Remarks by Jack Guynn
President and Chief Executive Officer
Federal Reserve Bank of Atlanta
Georgia Bankers Association
Hamilton, Bermuda
May 4, 1998
Good morning. Chairman Francis, President McConnell and Georgia bankers, thank you for inviting me to the Georgia Bankers Association’s 1998 Annual
Convention.
I am pleased to exchange my economics hat for a banking hat today and to share my outlook for banking and the financial services industry. It’s an outlook that like so
much of the recent past is driven by technology. And it’s an outlook in which the challenges—for small and big banks alike—are equal to the opportunities.
Technology brought me into banking. I remember being struck during my job interview at the Atlanta Fed by how manual the back-office operations were. Each and
every dollar bill deposited with the Fed was inspected by hand. Thirty to 40 women sat together in a big room, going through bundles of currency piece by piece to
determine if bills were fit to return to circulation. The check processing operation was equally crude. Employees determined a check’s issuing bank by visual
inspection, keyed in the amount, and then dropped the check into a slot in a “proof machine” that had separate storage compartments for each bank. For a young
industrial engineer, the Fed was a challenging and exciting place to work.
In the 1980s I oversaw the bank’s supervision and regulation division. Technology has changed it, too. As bankers remember all too well, computer processing power
allowed nonbank institutions to compete for deposits by offering a range of banklike products, starting with the Merrill Lynch cash management account in the 1970s.
This had a number of long-term repercussions, including the erosion of the practical and legal boundaries between banks and other financial institutions. As you well
know, it’s a process that continues to this day, and technology played a major role in getting it started.
More recently, innovations in intellectual technology—futures, options, swaps and other derivatives—have begun to change how we regulate. In the old days,
managing risk meant managing credit risks and the exposure between borrowing short and lending long. These days, derivatives allow institutions to move exposures
off the balance sheet and make it much more difficult to identify risks and their sources. The risk focus has also broadened to include interest rate risk, foreign
exchange risk, liquidity risk and market risk. Because no single yardstick can adequately measure all these risks, we’re increasingly using banks’ own yardsticks
—their own risk models—to assess risk. This “best practices” approach is a significant change for us, and, again, it was made necessary by intellectual technology.

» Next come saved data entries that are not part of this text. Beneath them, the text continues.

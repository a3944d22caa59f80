//! Cursor pagination over live subscriptions
//!
//! The store only supports forward cursors (`start_after`). Navigation is
//! built on that:
//!
//! ```text
//! Initial: order(desc)                          limit N
//! Next:    order(desc) start_after(last)        limit N
//! Prev:    order(asc)  start_after(first)       limit N, then reverse
//! ```
//!
//! Every delivered snapshot recomputes the page's first/last cursors and
//! runs a one-item lookahead past the last cursor to decide `has_next`.
//! Only one subscription is held at a time; the previous one is dropped
//! before the next is requested.

use std::marker::PhantomData;
use std::sync::Arc;

use shared::Record;
use shared::error::{AppError, AppResult, ErrorCode};

use super::{LookaheadPolicy, ViewState, decode_all};
use crate::store::{Cursor, Document, DocumentStore, Filter, Query, SortDirection, Subscription};

/// Navigation request
#[derive(Debug, Clone, Copy, PartialEq, Eq)]
pub enum Direction {
    /// First page, no cursor
    Initial,
    /// Page after the current last cursor
    Next,
    /// Page before the current first cursor
    Prev,
}

/// What a paged view is configured to read
#[derive(Debug, Clone, PartialEq)]
pub struct PageSpec {
    pub collection: String,
    /// Field sorted descending for display
    pub sort_field: String,
    pub page_size: usize,
}

impl PageSpec {
    pub fn new(collection: impl Into<String>, sort_field: impl Into<String>, page_size: usize) -> Self {
        Self {
            collection: collection.into(),
            sort_field: sort_field.into(),
            page_size: page_size.max(1),
        }
    }

    /// Collection and sort field of `T`
    pub fn of<T: Record>(page_size: usize) -> Self {
        Self::new(T::COLLECTION, T::SORT_FIELD, page_size)
    }
}

/// The page currently on screen
#[derive(Debug, Clone, PartialEq)]
pub struct PageWindow<T> {
    /// Display order: sort field descending
    pub items: Vec<T>,
    /// Cursor of the first document of the page
    pub first: Option<Cursor>,
    /// Cursor of the last document of the page
    pub last: Option<Cursor>,
    pub has_next: bool,
    pub has_prev: bool,
    /// 0 for the initial page
    pub page_index: usize,
}

impl<T> Default for PageWindow<T> {
    fn default() -> Self {
        Self {
            items: Vec::new(),
            first: None,
            last: None,
            has_next: false,
            has_prev: false,
            page_index: 0,
        }
    }
}

impl<T> PageWindow<T> {
    pub fn is_empty(&self) -> bool {
        self.items.is_empty()
    }

    pub fn len(&self) -> usize {
        self.items.len()
    }
}

/// Last navigation attempted, kept so a failed open can be retried
#[derive(Debug, Clone)]
struct Request {
    direction: Direction,
    cursor: Option<Cursor>,
    page_index: usize,
}

/// A live, paginated view over one collection
///
/// ```ignore
/// let mut orders = PagedLiveQuery::<Order>::new(store, PageSpec::of::<Order>(10));
/// orders.first_page(Filter::none()).await?;
/// while orders.window().has_next {
///     orders.next_page().await?;
/// }
/// ```
pub struct PagedLiveQuery<T: Record> {
    store: Arc<dyn DocumentStore>,
    spec: PageSpec,
    lookahead: LookaheadPolicy,
    filter: Filter,
    subscription: Option<Subscription>,
    request: Option<Request>,
    window: PageWindow<T>,
    state: ViewState,
    _record: PhantomData<fn() -> T>,
}

impl<T: Record> PagedLiveQuery<T> {
    pub fn new(store: Arc<dyn DocumentStore>, spec: PageSpec) -> Self {
        Self {
            store,
            spec,
            lookahead: LookaheadPolicy::EverySnapshot,
            filter: Filter::none(),
            subscription: None,
            request: None,
            window: PageWindow::default(),
            state: ViewState::Idle,
            _record: PhantomData,
        }
    }

    pub fn with_lookahead(mut self, policy: LookaheadPolicy) -> Self {
        self.lookahead = policy;
        self
    }

    pub fn window(&self) -> &PageWindow<T> {
        &self.window
    }

    pub fn items(&self) -> &[T] {
        &self.window.items
    }

    pub fn state(&self) -> &ViewState {
        &self.state
    }

    pub fn filter(&self) -> &Filter {
        &self.filter
    }

    pub fn spec(&self) -> &PageSpec {
        &self.spec
    }

    pub fn page_index(&self) -> usize {
        self.window.page_index
    }

    pub fn is_open(&self) -> bool {
        self.subscription.is_some()
    }

    /// Open a page and wait for its first snapshot
    ///
    /// A filter different from the current one always restarts at the
    /// initial page, whatever `direction` says. `Next`/`Prev` without a
    /// cursor fall back to the initial page as well.
    pub async fn open_page(
        &mut self,
        direction: Direction,
        cursor: Option<Cursor>,
        filter: Filter,
    ) -> AppResult<&PageWindow<T>> {
        let filter_changed = filter != self.filter;
        self.filter = filter;

        let request = match (direction, cursor) {
            (Direction::Initial, _) => Request::initial(),
            (_, _) if filter_changed => {
                tracing::debug!(collection = %self.spec.collection, "Filter changed, restarting at first page");
                Request::initial()
            }
            (_, None) => {
                tracing::debug!(collection = %self.spec.collection, ?direction, "No cursor, opening first page");
                Request::initial()
            }
            (Direction::Next, Some(cursor)) => Request {
                direction: Direction::Next,
                cursor: Some(cursor),
                page_index: self.window.page_index + 1,
            },
            // Stepping back onto page 0 re-opens the unanchored first page so
            // new documents at the top keep showing up
            (Direction::Prev, Some(_)) if self.window.page_index <= 1 => Request::initial(),
            (Direction::Prev, Some(cursor)) => Request {
                direction: Direction::Prev,
                cursor: Some(cursor),
                page_index: self.window.page_index - 1,
            },
        };

        self.open(request).await
    }

    /// Open the initial page with `filter`
    pub async fn first_page(&mut self, filter: Filter) -> AppResult<&PageWindow<T>> {
        self.open_page(Direction::Initial, None, filter).await
    }

    /// Replace the filter; always lands on the initial page
    pub async fn set_filter(&mut self, filter: Filter) -> AppResult<&PageWindow<T>> {
        self.first_page(filter).await
    }

    /// Advance one page. Returns `false` without touching the subscription
    /// when there is no next page.
    pub async fn next_page(&mut self) -> AppResult<bool> {
        if !self.window.has_next || self.window.last.is_none() {
            return Ok(false);
        }
        let cursor = self.window.last.clone();
        let filter = self.filter.clone();
        self.open_page(Direction::Next, cursor, filter).await?;
        Ok(true)
    }

    /// Go back one page. A no-op on the initial page.
    ///
    /// When the current page has no first cursor (it emptied out under
    /// us) the initial page is opened instead.
    pub async fn prev_page(&mut self) -> AppResult<bool> {
        if self.window.page_index == 0 {
            return Ok(false);
        }
        let cursor = self.window.first.clone();
        let filter = self.filter.clone();
        self.open_page(Direction::Prev, cursor, filter).await?;
        Ok(true)
    }

    /// Re-issue the last navigation (after an error state)
    pub async fn retry(&mut self) -> AppResult<&PageWindow<T>> {
        let request = self.request.clone().unwrap_or_else(Request::initial);
        self.open(request).await
    }

    /// Wait for the next snapshot of the open page and apply it
    ///
    /// `Ok(None)` when nothing is open or the store closed the stream.
    pub async fn changed(&mut self) -> AppResult<Option<&PageWindow<T>>> {
        let Some(subscription) = self.subscription.as_mut() else {
            return Ok(None);
        };
        match subscription.next().await {
            Some(Ok(docs)) => {
                self.apply(docs).await;
                Ok(Some(&self.window))
            }
            Some(Err(e)) => Err(self.fail(e.into())),
            None => {
                tracing::debug!(collection = %self.spec.collection, "Live query closed by store");
                self.subscription = None;
                Ok(None)
            }
        }
    }

    /// Apply every snapshot already delivered, without waiting
    ///
    /// Only the newest snapshot is applied since each one is complete.
    /// Returns whether the window changed.
    pub async fn drain(&mut self) -> AppResult<bool> {
        let Some(subscription) = self.subscription.as_mut() else {
            return Ok(false);
        };
        let mut latest = None;
        while let Some(event) = subscription.try_next() {
            match event {
                Ok(docs) => latest = Some(docs),
                Err(e) => return Err(self.fail(e.into())),
            }
        }
        match latest {
            Some(docs) => {
                self.apply(docs).await;
                Ok(true)
            }
            None => Ok(false),
        }
    }

    /// Release the subscription and reset the view
    pub fn close(&mut self) {
        self.release();
        self.window = PageWindow::default();
        self.request = None;
        self.state = ViewState::Idle;
    }

    fn release(&mut self) {
        if let Some(subscription) = self.subscription.take() {
            tracing::debug!(
                collection = %self.spec.collection,
                subscription = subscription.id(),
                "Releasing live query"
            );
        }
    }

    async fn open(&mut self, request: Request) -> AppResult<&PageWindow<T>> {
        // Teardown strictly precedes the new subscription
        self.release();
        self.request = Some(request.clone());
        self.state = ViewState::Loading;

        let query = self.page_query(request.direction, request.cursor.clone());
        let mut subscription = match self.store.subscribe(query).await {
            Ok(s) => s,
            Err(e) => return Err(self.fail(e.into())),
        };

        match subscription.next().await {
            Some(Ok(docs)) => {
                tracing::debug!(
                    collection = %self.spec.collection,
                    direction = ?request.direction,
                    page = request.page_index,
                    "Page opened"
                );
                self.subscription = Some(subscription);
                self.window.page_index = request.page_index;
                self.window.has_prev = request.page_index > 0;
                // Cursors of the old page must not drive the lookahead policy
                self.window.last = None;
                self.apply(docs).await;
                Ok(&self.window)
            }
            Some(Err(e)) => Err(self.fail(e.into())),
            None => Err(self.fail(AppError::with_message(
                ErrorCode::SubscriptionFailed,
                "Live query closed before its first snapshot",
            ))),
        }
    }

    fn base_query(&self) -> Query {
        Query::collection(self.spec.collection.as_str()).filter(self.filter.clone())
    }

    fn page_query(&self, direction: Direction, cursor: Option<Cursor>) -> Query {
        let sort = self.spec.sort_field.as_str();
        let query = match direction {
            Direction::Prev => self.base_query().order_by(sort, SortDirection::Ascending),
            _ => self.base_query().order_by(sort, SortDirection::Descending),
        };
        let query = match cursor {
            Some(cursor) if direction != Direction::Initial => query.start_after(cursor),
            _ => query,
        };
        query.limit(self.spec.page_size)
    }

    fn active_direction(&self) -> Direction {
        self.request
            .as_ref()
            .map(|r| r.direction)
            .unwrap_or(Direction::Initial)
    }

    async fn apply(&mut self, mut docs: Vec<Document>) {
        if self.active_direction() == Direction::Prev {
            docs.reverse();
        }

        if docs.is_empty() {
            self.window.items.clear();
            self.window.first = None;
            self.window.last = None;
            self.window.has_next = false;
            self.state = ViewState::Ready;
            return;
        }

        let display = self
            .base_query()
            .order_by(self.spec.sort_field.as_str(), SortDirection::Descending);
        // Cursors come from the raw snapshot so a bad document never shifts them
        let first = docs.first().map(|d| display.cursor_for(d));
        let last = docs.last().map(|d| display.cursor_for(d));

        let cursor_moved = last != self.window.last;
        self.window.items = decode_all::<T>(&docs);
        self.window.first = first;
        self.window.last = last;

        let run_lookahead = match self.lookahead {
            LookaheadPolicy::EverySnapshot => true,
            LookaheadPolicy::WhenCursorMoves => cursor_moved,
        };
        if run_lookahead {
            self.window.has_next = self.lookahead().await;
        }
        self.state = ViewState::Ready;
    }

    /// Is there at least one document past the last cursor?
    ///
    /// A failed read is logged and reported as "no next page".
    async fn lookahead(&self) -> bool {
        let Some(last) = self.window.last.clone() else {
            return false;
        };
        let query = self
            .base_query()
            .order_by(self.spec.sort_field.as_str(), SortDirection::Descending)
            .start_after(last)
            .limit(1);
        match self.store.get(&query).await {
            Ok(docs) => !docs.is_empty(),
            Err(e) => {
                tracing::warn!(collection = %self.spec.collection, error = %e, "Lookahead failed, assuming last page");
                false
            }
        }
    }

    fn fail(&mut self, error: AppError) -> AppError {
        tracing::warn!(collection = %self.spec.collection, error = %error, "Live query failed");
        self.release();
        self.window.items.clear();
        self.window.first = None;
        self.window.last = None;
        self.window.has_next = false;
        // `page_index` stays put; `retry` re-issues the stored request
        self.window.has_prev = false;
        self.state = ViewState::Error(error.clone());
        error
    }
}

impl Request {
    fn initial() -> Self {
        Self {
            direction: Direction::Initial,
            cursor: None,
            page_index: 0,
        }
    }
}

Finally, technology has begun to play an important role in my thinking as an economic policymaker. As the current economic expansion begins its eighth year, many
economists believe that a series of technological innovations and their application in almost every industry have improved productivity growth and contributed to the
economy’s impressive inflation performance. I agree up to a point. It’s clear to me that business restructuring, better fiscal policy and the Fed’s own anti-inflationary
monetary policy also deserve substantial credit for the economy’s performance. But there’s no doubt in my mind that technology has played an important role in the
current expansion. And there’s little doubt that it has had a great impact on the financial industry.
One of my favorite definitions of the term “economist” is an expert who will know tomorrow why the things he predicted yesterday did not happen today. I’m going to
venture some educated guesses in a few minutes, but I do think it’s helpful to begin this discussion by looking at what we already know. And what we already know is
that at the micro level—at the level of individual banks—technology has played a central role in reducing operating costs and in growing revenues.

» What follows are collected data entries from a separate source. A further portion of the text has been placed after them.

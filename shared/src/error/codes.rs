//! Unified error codes for the admin console
//!
//! Error codes are organized by category:
//! - 0xxx: General errors
//! - 1xxx: Document store errors
//! - 2xxx: Blob store errors
//! - 4xxx: Order errors
//! - 5xxx: Comment errors
//! - 6xxx: Catalog errors (dishes, categories, vouchers, banners)
//! - 7xxx: Chat errors
//! - 8xxx: Account errors
//! - 9xxx: System errors

use serde::{Deserialize, Serialize};
use std::fmt;

/// Unified error code enum
///
/// All error codes are represented as u16 values so they serialize as plain
/// numbers for the UI layer.
#[derive(Debug, Clone, Copy, PartialEq, Eq, Hash, Serialize, Deserialize)]
#[serde(into = "u16", try_from = "u16")]
#[repr(u16)]
pub enum ErrorCode {
    // ==================== 0xxx: General ====================
    /// Operation completed successfully
    Success = 0,
    /// Unknown error
    Unknown = 1,
    /// Validation failed
    ValidationFailed = 2,
    /// Resource not found
    NotFound = 3,
    /// Resource already exists
    AlreadyExists = 4,
    /// Invalid request
    InvalidRequest = 5,
    /// Invalid format
    InvalidFormat = 6,

    // ==================== 1xxx: Document store ====================
    /// Live subscription could not be established
    SubscriptionFailed = 1001,
    /// Query needs a composite index that does not exist
    MissingIndex = 1002,
    /// Store is unreachable
    StoreUnavailable = 1003,
    /// Document does not match its record schema
    InvalidDocument = 1005,
    /// Document does not exist
    DocumentNotFound = 1006,

    // ==================== 2xxx: Blob store ====================
    /// Upload failed
    UploadFailed = 2001,
    /// File extension is not an accepted image type
    UnsupportedFileFormat = 2002,
    /// Uploaded file is empty
    EmptyFile = 2003,

    // ==================== 4xxx: Order ====================
    OrderNotFound = 4001,
    /// Requested status equals the current one
    OrderStatusUnchanged = 4002,
    /// Order has no open customer report
    ReportNotOpen = 4003,

    // ==================== 5xxx: Comment ====================
    CommentNotFound = 5001,
    CommentAlreadyModerated = 5002,

    // ==================== 6xxx: Catalog ====================
    DishNotFound = 6001,
    CategoryNotFound = 6101,
    CategoryNameExists = 6102,
    VoucherNotFound = 6201,
    VoucherCodeExists = 6202,
    VoucherExpired = 6203,
    BannerNotFound = 6301,

    // ==================== 7xxx: Chat ====================
    ConversationNotFound = 7001,
    EmptyMessage = 7002,

    // ==================== 8xxx: Account ====================
    AccountNotFound = 8001,
    CannotDisableAdmin = 8003,

    // ==================== 9xxx: System ====================
    InternalError = 9001,
    ConfigError = 9005,
}

impl ErrorCode {
    /// Get the numeric code value
    #[inline]
    pub const fn code(&self) -> u16 {
        *self as u16
    }

    #[inline]
    pub const fn is_success(&self) -> bool {
        matches!(self, ErrorCode::Success)
    }

    /// Default human-readable message
    pub const fn message(&self) -> &'static str {
        match self {
            // General
            ErrorCode::Success => "Operation completed successfully",
            ErrorCode::Unknown => "An unknown error occurred",
            ErrorCode::ValidationFailed => "Validation failed",
            ErrorCode::NotFound => "Resource not found",
            ErrorCode::AlreadyExists => "Resource already exists",
            ErrorCode::InvalidRequest => "Invalid request",
            ErrorCode::InvalidFormat => "Invalid format",

            // Store
            ErrorCode::SubscriptionFailed => "Live query subscription failed",
            ErrorCode::MissingIndex => "The query requires an index",
            ErrorCode::StoreUnavailable => "Document store is unavailable",
            ErrorCode::InvalidDocument => "Document does not match its schema",
            ErrorCode::DocumentNotFound => "Document not found",

            // Blob
            ErrorCode::UploadFailed => "File upload failed",
            ErrorCode::UnsupportedFileFormat => "Unsupported file format",
            ErrorCode::EmptyFile => "File is empty",

            // Order
            ErrorCode::OrderNotFound => "Order not found",
            ErrorCode::OrderStatusUnchanged => "Order already has this status",
            ErrorCode::ReportNotOpen => "Order has no open report",

            // Comment
            ErrorCode::CommentNotFound => "Comment not found",
            ErrorCode::CommentAlreadyModerated => "Comment already has this moderation status",

            // Catalog
            ErrorCode::DishNotFound => "Dish not found",
            ErrorCode::CategoryNotFound => "Category not found",
            ErrorCode::CategoryNameExists => "Category name already exists",
            ErrorCode::VoucherNotFound => "Voucher not found",
            ErrorCode::VoucherCodeExists => "Voucher code already exists",
            ErrorCode::VoucherExpired => "Voucher has expired",
            ErrorCode::BannerNotFound => "Banner not found",

            // Chat
            ErrorCode::ConversationNotFound => "Conversation not found",
            ErrorCode::EmptyMessage => "Message body is empty",

            // Account
            ErrorCode::AccountNotFound => "Account not found",
            ErrorCode::CannotDisableAdmin => "Cannot disable an administrator account",

            // System
            ErrorCode::InternalError => "Internal server error",
            ErrorCode::ConfigError => "Configuration error",
        }
    }
}

impl From<ErrorCode> for u16 {
    #[inline]
    fn from(code: ErrorCode) -> Self {
        code.code()
    }
}

/// Error returned when converting an unknown u16 into an [`ErrorCode`]
#[derive(Debug, Clone, Copy, PartialEq, Eq)]
pub struct InvalidErrorCode(pub u16);

impl fmt::Display for InvalidErrorCode {
    fn fmt(&self, f: &mut fmt::Formatter<'_>) -> fmt::Result {
        write!(f, "invalid error code: {}", self.0)
    }
}

impl std::error::Error for InvalidErrorCode {}

impl TryFrom<u16> for ErrorCode {
    type Error = InvalidErrorCode;

    fn try_from(value: u16) -> Result<Self, Self::Error> {
        let code = match value {
            0 => ErrorCode::Success,
            1 => ErrorCode::Unknown,
            2 => ErrorCode::ValidationFailed,
            3 => ErrorCode::NotFound,
            4 => ErrorCode::AlreadyExists,
            5 => ErrorCode::InvalidRequest,
            6 => ErrorCode::InvalidFormat,

            1001 => ErrorCode::SubscriptionFailed,
            1002 => ErrorCode::MissingIndex,
            1003 => ErrorCode::StoreUnavailable,
            1005 => ErrorCode::InvalidDocument,
            1006 => ErrorCode::DocumentNotFound,

            2001 => ErrorCode::UploadFailed,
            2002 => ErrorCode::UnsupportedFileFormat,
            2003 => ErrorCode::EmptyFile,

            4001 => ErrorCode::OrderNotFound,
            4002 => ErrorCode::OrderStatusUnchanged,
            4003 => ErrorCode::ReportNotOpen,

            5001 => ErrorCode::CommentNotFound,
            5002 => ErrorCode::CommentAlreadyModerated,

            6001 => ErrorCode::DishNotFound,
            6101 => ErrorCode::CategoryNotFound,
            6102 => ErrorCode::CategoryNameExists,
            6201 => ErrorCode::VoucherNotFound,
            6202 => ErrorCode::VoucherCodeExists,
            6203 => ErrorCode::VoucherExpired,
            6301 => ErrorCode::BannerNotFound,

            7001 => ErrorCode::ConversationNotFound,
            7002 => ErrorCode::EmptyMessage,

            8001 => ErrorCode::AccountNotFound,
            8003 => ErrorCode::CannotDisableAdmin,

            9001 => ErrorCode::InternalError,
            9005 => ErrorCode::ConfigError,

            _ => return Err(InvalidErrorCode(value)),
        };
        Ok(code)
    }
}

impl fmt::Display for ErrorCode {
    fn fmt(&self, f: &mut fmt::Formatter<'_>) -> fmt::Result {
        write!(f, "{}", self.code())
    }
}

When you think about it, though, very little of the technology that’s so common in banking these days fits neatly into either category. And that, I think, raises a very
important point. In the short run, technology cuts costs and grows revenues at the same time. In the long run, it changes the very nature of financial intermediation.

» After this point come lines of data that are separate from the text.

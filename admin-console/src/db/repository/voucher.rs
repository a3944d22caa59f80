//! Voucher Repository

use std::sync::Arc;

use shared::error::{AppError, AppResult, ErrorCode};
use shared::models::{Voucher, VoucherCreate, VoucherUpdate};
use validator::Validate;

use super::{BaseRepository, Repository};
use crate::store::{DocumentStore, Query};
use crate::utils::time::now_millis;

#[derive(Clone)]
pub struct VoucherRepository {
    base: BaseRepository,
}

impl VoucherRepository {
    pub fn new(store: Arc<dyn DocumentStore>) -> Self {
        Self {
            base: BaseRepository::new(store),
        }
    }

    pub async fn get(&self, id: &str) -> AppResult<Voucher> {
        self.base.get::<Voucher>(id, ErrorCode::VoucherNotFound).await
    }

    /// Look a voucher up by its (case-insensitive) code
    pub async fn find_by_code(&self, code: &str) -> AppResult<Option<Voucher>> {
        let query = Query::collection("vouchers").where_eq("code", normalize_code(code));
        Ok(self.base.find_where::<Voucher>(&query).await?.into_iter().next())
    }

    /// Vouchers that can still be redeemed at `now_millis`
    pub async fn find_redeemable(&self, now_millis: i64) -> AppResult<Vec<Voucher>> {
        let vouchers = self.base.find_all::<Voucher>().await?;
        Ok(vouchers
            .into_iter()
            .filter(|v| v.is_redeemable(now_millis))
            .collect())
    }
}

fn normalize_code(code: &str) -> String {
    code.trim().to_ascii_uppercase()
}

impl Repository<Voucher, VoucherCreate, VoucherUpdate> for VoucherRepository {
    async fn find_all(&self) -> AppResult<Vec<Voucher>> {
        self.base.find_all::<Voucher>().await
    }

    async fn find_by_id(&self, id: &str) -> AppResult<Option<Voucher>> {
        self.base.find_by_id::<Voucher>(id).await
    }

    async fn create(&self, data: VoucherCreate) -> AppResult<Voucher> {
        data.validate()?;
        let now = now_millis();
        if data.expires_at <= now {
            return Err(AppError::with_message(
                ErrorCode::VoucherExpired,
                "Voucher expiry must be in the future",
            ));
        }
        let code = normalize_code(&data.code);
        if self.find_by_code(&code).await?.is_some() {
            return Err(AppError::with_message(
                ErrorCode::VoucherCodeExists,
                format!("Voucher code {} already exists", code),
            ));
        }

        let mut voucher = Voucher {
            id: String::new(),
            code,
            discount_percent: data.discount_percent,
            quantity: data.quantity,
            expires_at: data.expires_at,
            created_at: now,
        };
        voucher.id = self.base.insert(&voucher).await?;
        Ok(voucher)
    }

    async fn update(&self, id: &str, data: VoucherUpdate) -> AppResult<Voucher> {
        data.validate()?;
        self.get(id).await?;
        self.base.patch::<Voucher, _>(id, &data).await?;
        self.get(id).await
    }

    async fn delete(&self, id: &str) -> AppResult<bool> {
        if self.base.find_by_id::<Voucher>(id).await?.is_none() {
            return Ok(false);
        }
        self.base.remove::<Voucher>(id).await?;
        Ok(true)
    }
}

#[cfg(test)]
mod tests {
    use super::*;
    use crate::store::MemoryStore;

    const DAY: i64 = 86_400_000;

    fn spring() -> VoucherCreate {
        VoucherCreate {
            code: "spring24".into(),
            discount_percent: 15,
            quantity: 10,
            expires_at: now_millis() + DAY,
        }
    }

    #[tokio::test]
    async fn test_codes_are_unique_ignoring_case() {
        let repo = VoucherRepository::new(Arc::new(MemoryStore::new()));
        let voucher = repo.create(spring()).await.unwrap();
        assert_eq!(voucher.code, "SPRING24");

        let err = repo
            .create(VoucherCreate {
                code: "Spring24".into(),
                ..spring()
            })
            .await
            .unwrap_err();
        assert_eq!(err.code, ErrorCode::VoucherCodeExists);
    }

    #[tokio::test]
    async fn test_expired_voucher_rejected() {
        let store = MemoryStore::new();
        let repo = VoucherRepository::new(Arc::new(store.clone()));
        let err = repo
            .create(VoucherCreate {
                expires_at: now_millis() - DAY,
                ..spring()
            })
            .await
            .unwrap_err();
        assert_eq!(err.code, ErrorCode::VoucherExpired);
        assert_eq!(store.write_count(), 0);
    }

    #[tokio::test]
    async fn test_update_quantity() {
        let repo = VoucherRepository::new(Arc::new(MemoryStore::new()));
        let voucher = repo.create(spring()).await.unwrap();
        let updated = repo
            .update(
                &voucher.id,
                VoucherUpdate {
                    quantity: Some(0),
                    ..Default::default()
                },
            )
            .await
            .unwrap();
        assert_eq!(updated.quantity, 0);
        assert!(repo.find_redeemable(now_millis()).await.unwrap().is_empty());
    }
}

Consider a few examples. Mortgage and credit card-backed securities have broken the loan granting process into component parts, with each capable of being priced
and generating revenues. Banks can earn fees for origination, underwriting, servicing and portfolio investment, and securitization allows those assets and their
associated risks to move to those best able to accommodate them. For the individual bank, securitization has optimized costs, revenues and risks. For the financial
industry, it has changed for good the way a consumer receives a loan. Without the capacity of modern computers to price these issues and transfer cash flows to their
owners, none of these securities would be possible.
The use of derivatives for risk management and revenue has also exploded in recent years. While derivatives remain dominated by a few big banks—just eight
institutions handled 94 percent of the derivative volume in 1996—their use will certainly become more widespread as more assets become eligible for securitization.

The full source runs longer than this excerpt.